Exercise description >>
Filter these entries down to lines holding "const".
──────── Records shown ────────
//! Application configuration
//!
//! Persisted with confy under the `fleetlog` app name.

use serde::{Deserialize, Serialize};

use super::ConfigError;

const APP_NAME: &str = "fleetlog";
const CONFIG_NAME: &str = "config";

/// Largest log file the reader will load.
pub const DEFAULT_MAX_FILE_BYTES: u64 = 32 * 1024 * 1024;

#[derive(Debug, Clone, PartialEq, Eq, Serialize, Deserialize)]
pub struct AppConfig {
    #[serde(default)]
    pub log_directory: String,
    #[serde(default = "default_max_file_bytes")]
    pub max_file_bytes: u64,
    #[serde(default)]
    pub pretty_json: bool,
}

fn default_max_file_bytes() -> u64 {
    DEFAULT_MAX_FILE_BYTES
}

impl Default for AppConfig {
    fn default() -> Self {
        Self::with_log_directory(String::new())
    }
}

impl AppConfig {
    pub fn with_log_directory(log_directory: String) -> Self {
        Self {
            log_directory,
            max_file_bytes: DEFAULT_MAX_FILE_BYTES,
            pretty_json: false,
        }
    }
}

// ─────────────────────────────────────────────────────────────────────────────
// Platform-Specific Defaults
// ─────────────────────────────────────────────────────────────────────────────

fn default_log_directory() -> String {
    dirs::document_dir()
        .map(|p| p.join("EVE").join("logs").join("Gamelogs"))
        .and_then(|p| p.to_str().map(String::from))
        .unwrap_or_default()
}

// ─────────────────────────────────────────────────────────────────────────────
// AppConfig Extensions
// ─────────────────────────────────────────────────────────────────────────────

/// Extension trait for AppConfig persistence
pub trait AppConfigExt: Sized {
    fn load() -> Self;
    fn try_load() -> Result<Self, ConfigError>;
    fn load_with_defaults() -> Self;
    fn save(&self) -> Result<(), ConfigError>;
}

impl AppConfigExt for AppConfig {
    fn load() -> Self {
        Self::try_load().unwrap_or_else(|err| {
            tracing::warn!(error = %err, "falling back to default configuration");
            Self::load_with_defaults()
        })
    }

    fn try_load() -> Result<Self, ConfigError> {
        let mut config: AppConfig = confy::load(APP_NAME, CONFIG_NAME)?;
        if config.log_directory.is_empty() {
            config.log_directory = default_log_directory();
        }
        Ok(config)
    }

    /// Load with platform-specific defaults (used when no config file exists)
    fn load_with_defaults() -> Self {
        AppConfig::with_log_directory(default_log_directory())
    }

    fn save(&self) -> Result<(), ConfigError> {
        confy::store(APP_NAME, CONFIG_NAME, self).map_err(ConfigError::Save)
    }
}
────────
Output for this exercise >>
const APP_NAME: &str = "fleetlog";
const CONFIG_NAME: &str = "config";
pub const DEFAULT_MAX_FILE_BYTES: u64 = 32 * 1024 * 1024;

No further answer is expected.